The teacher places the mirror at point C, a distance ds away from the student (see picture). She then steps away from the mirror until she sees the top of the student’s head in the mirror. Let’s call the distance from the teacher to the mirror dt. The teacher knows her height, ht, and she knows that the angle of incidence equals the angle of reflection when a beam of light hits a reflective surface. We call this angle ß. Since the triangles ABC and DEC are right triangles and since they share the angle ß, they are similar. So the teacher knows that, once she measures dt and ds, by similarity of the two triangles, she can say that ht/dt = hs/ds or hs = (ht • ds)/dt.
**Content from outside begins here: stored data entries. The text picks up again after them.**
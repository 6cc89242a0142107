use crate::AppState;
use crate::store::StoreError;
use crate::veo::to_data_url;
use axum::{
    Json,
    extract::{Multipart, Path, State},
    http::StatusCode,
};
use shared::models::{Character, CreateCharacterRequest, MAX_REFERENCE_IMAGES};
use uuid::Uuid;

pub async fn list_characters(State(state): State<AppState>) -> Json<Vec<Character>> {
    Json(state.studio.characters.list().await)
}

pub async fn create_character(
    State(state): State<AppState>,
    Json(payload): Json<CreateCharacterRequest>,
) -> Result<Json<Character>, StatusCode> {
    let character = state.studio.characters.create(payload).await.map_err(|e| {
        tracing::warn!("Rejected character: {}", e);
        StatusCode::BAD_REQUEST
    })?;
    tracing::info!(character_id = %character.id, images = character.images.len(), "Character created");
    Ok(Json(character))
}

/// Create a character from a form upload: a `name` field plus image files.
pub async fn upload_character(
    State(state): State<AppState>,
    mut multipart: Multipart,
) -> Result<Json<Character>, StatusCode> {
    let mut request = CreateCharacterRequest::default();

    while let Some(field) = multipart.next_field().await.map_err(|e| {
        tracing::error!("Failed to get next field: {:?}", e);
        StatusCode::BAD_REQUEST
    })? {
        let name = field.name().unwrap_or_default().to_string();
        if name == "name" {
            request.name = field.text().await.map_err(|_| StatusCode::BAD_REQUEST)?;
            continue;
        }
        if name != "images" || request.images.len() >= MAX_REFERENCE_IMAGES {
            continue;
        }

        let mime_type = field
            .content_type()
            .filter(|ct| ct.starts_with("image/"))
            .unwrap_or("image/png")
            .to_string();
        let data = field.bytes().await.map_err(|e| {
            tracing::error!("Failed to read image upload: {:?}", e);
            StatusCode::BAD_REQUEST
        })?;
        if !data.is_empty() {
            request.images.push(to_data_url(&mime_type, &data));
        }
    }

    create_character(State(state), Json(request)).await
}

pub async fn delete_character(
    State(state): State<AppState>,
    Path(character_id): Path<Uuid>,
) -> Result<Json<()>, StatusCode> {
    match state.studio.characters.delete(character_id).await {
        Ok(_) => Ok(Json(())),
        Err(StoreError::NotFound(_)) => Err(StatusCode::NOT_FOUND),
        Err(e) => {
            tracing::error!("Failed to delete character: {:?}", e);
            Err(StatusCode::INTERNAL_SERVER_ERROR)
        }
    }
}
//! Shared helpers for the backend integration tests.
//!
//! [`FakeVeo`] stands in for the Gemini API. Each prompt gets its own
//! script of [`Step`]s: the first step answers the start call, every
//! following step answers one status refresh.

#![allow(dead_code)]

use async_trait::async_trait;
use axum::body::Body;
use axum::http::{Request, Response};
use backend::gate::SessionCredentials;
use backend::studio::Studio;
use backend::veo::{
    GenerateVideoResponse, GeneratedSample, GenerationError, Operation, OperationResponse,
    OperationStatus, PollPolicy, VideoFile, VideoGenerationRequest, VideoService,
    VideoServiceConnector,
};
use http_body_util::BodyExt;
use shared::models::GeneratedVideo;
use std::collections::{HashMap, VecDeque};
use std::sync::{Arc, Mutex};
use std::time::Duration;
use tower::ServiceExt;

pub const TEST_KEY: &str = "test-key";
const OPERATION_PREFIX: &str = "models/veo-3.1-generate-preview/operations/";

#[derive(Clone, Debug)]
pub enum Step {
    /// Operation still running
    Pending,
    /// Operation finished with this video URI
    Done(&'static str),
    /// Operation finished without any generated video
    DoneEmpty,
    /// Operation finished with an operation-level error
    DoneWithError(&'static str),
    /// The call itself fails with an HTTP error
    Fail(u16, &'static str),
}

#[derive(Default)]
struct FakeState {
    scripts: HashMap<String, VecDeque<Step>>,
    requests: Vec<VideoGenerationRequest>,
    keys: Vec<String>,
    refreshes: usize,
}

#[derive(Clone, Default)]
pub struct FakeVeo {
    state: Arc<Mutex<FakeState>>,
}

impl FakeVeo {
    pub fn new() -> Self {
        Self::default()
    }

    pub fn script(&self, prompt: &str, steps: impl IntoIterator<Item = Step>) {
        self.state
            .lock()
            .unwrap()
            .scripts
            .insert(prompt.to_string(), steps.into_iter().collect());
    }

    /// Start requests in the order they arrived
    pub fn requests(&self) -> Vec<VideoGenerationRequest> {
        self.state.lock().unwrap().requests.clone()
    }

    /// API keys each connection was made with
    pub fn keys(&self) -> Vec<String> {
        self.state.lock().unwrap().keys.clone()
    }

    pub fn refreshes(&self) -> usize {
        self.state.lock().unwrap().refreshes
    }

    fn next_step(&self, prompt: &str) -> Result<Operation, GenerationError> {
        let step = self
            .state
            .lock()
            .unwrap()
            .scripts
            .get_mut(prompt)
            .and_then(|script| script.pop_front());
        let name = format!("{OPERATION_PREFIX}{prompt}");
        match step {
            Some(Step::Pending) => Ok(Operation {
                name,
                ..Default::default()
            }),
            Some(Step::Done(uri)) => Ok(completed(name, Some(uri))),
            Some(Step::DoneEmpty) => Ok(completed(name, None)),
            Some(Step::DoneWithError(message)) => Ok(Operation {
                name,
                done: true,
                response: None,
                error: Some(OperationStatus {
                    code: 3,
                    message: message.to_string(),
                }),
            }),
            Some(Step::Fail(status, message)) => Err(GenerationError::Api {
                status,
                message: message.to_string(),
            }),
            None => Err(GenerationError::Api {
                status: 500,
                message: format!("script exhausted for {prompt:?}"),
            }),
        }
    }
}

fn completed(name: String, uri: Option<&str>) -> Operation {
    Operation {
        name,
        done: true,
        response: Some(OperationResponse {
            generate_video_response: Some(GenerateVideoResponse {
                generated_samples: uri
                    .map(|uri| GeneratedSample {
                        video: Some(VideoFile {
                            uri: Some(uri.to_string()),
                        }),
                    })
                    .into_iter()
                    .collect(),
            }),
        }),
        error: None,
    }
}

#[async_trait]
impl VideoService for FakeVeo {
    async fn start_generation(
        &self,
        request: &VideoGenerationRequest,
    ) -> Result<Operation, GenerationError> {
        self.state.lock().unwrap().requests.push(request.clone());
        self.next_step(&request.prompt)
    }

    async fn refresh_operation(&self, operation: &Operation) -> Result<Operation, GenerationError> {
        self.state.lock().unwrap().refreshes += 1;
        let prompt = operation
            .name
            .strip_prefix(OPERATION_PREFIX)
            .unwrap_or(&operation.name);
        self.next_step(prompt)
    }
}

impl VideoServiceConnector for FakeVeo {
    fn connect(&self, api_key: &str) -> Box<dyn VideoService> {
        self.state.lock().unwrap().keys.push(api_key.to_string());
        Box::new(self.clone())
    }
}

/// A studio wired to `fake`, with the startup key check already done.
pub async fn studio_with(fake: &FakeVeo, api_key: Option<&str>, poll: PollPolicy) -> Arc<Studio> {
    let studio = Arc::new(Studio::new(
        Box::new(fake.clone()),
        Box::new(SessionCredentials::new(api_key.map(str::to_string))),
        poll,
    ));
    studio.gate.check().await;
    studio
}

pub async fn studio(fake: &FakeVeo) -> Arc<Studio> {
    studio_with(fake, Some(TEST_KEY), PollPolicy::default()).await
}

/// Wait for the background task to settle a job.
pub async fn wait_until_settled(studio: &Studio, video_id: uuid::Uuid) -> GeneratedVideo {
    loop {
        let video = studio.videos.get(video_id).await.expect("job exists");
        if !video.is_pending() {
            return video;
        }
        tokio::time::sleep(Duration::from_millis(100)).await;
    }
}

pub fn png(n: u8) -> String {
    backend::veo::to_data_url("image/png", &[0x89, b'P', b'N', b'G', n])
}

pub async fn send(app: axum::Router, request: Request<Body>) -> Response<Body> {
    app.oneshot(request).await.unwrap()
}

pub async fn get(app: axum::Router, uri: &str) -> Response<Body> {
    send(app, Request::get(uri).body(Body::empty()).unwrap()).await
}

pub async fn post_json(app: axum::Router, uri: &str, body: serde_json::Value) -> Response<Body> {
    send(
        app,
        Request::post(uri)
            .header("content-type", "application/json")
            .body(Body::from(body.to_string()))
            .unwrap(),
    )
    .await
}

pub async fn body_json(response: Response<Body>) -> serde_json::Value {
    let bytes = response.into_body().collect().await.unwrap().to_bytes();
    serde_json::from_slice(&bytes).unwrap()
}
In other words, by knowing her own height, and by measuring her own as well as the student’s distance from the mirror, she can calculate the student’s height. ### Problem B2

We can conjecture that two triangles are similar if two of their respective angles have the same measure.

 a. b. c. d. ### Problem B3

 a. Nancy is taller. Since the right triangles defined by their heights and their shadows are similar, then the bases of the triangles have to be proportional to the heights of the triangles (i.e., their body heights). b. Converting Michelle’s height into inches (64 inches) and setting up a proportion, you would have: 64 / x = 96 / 102, or x = 68 Converting 68 inches back to feet, Nancy is 5 feet 8 inches tall. c. Converting Nancy’s height into inches (64 inches) and setting up a proportion, you would have: 64 / x = 102 / 96, or x = 60.24 Converting 60.24 inches back to feet, Michelle is approximately 5 feet and 1/4 inch tall.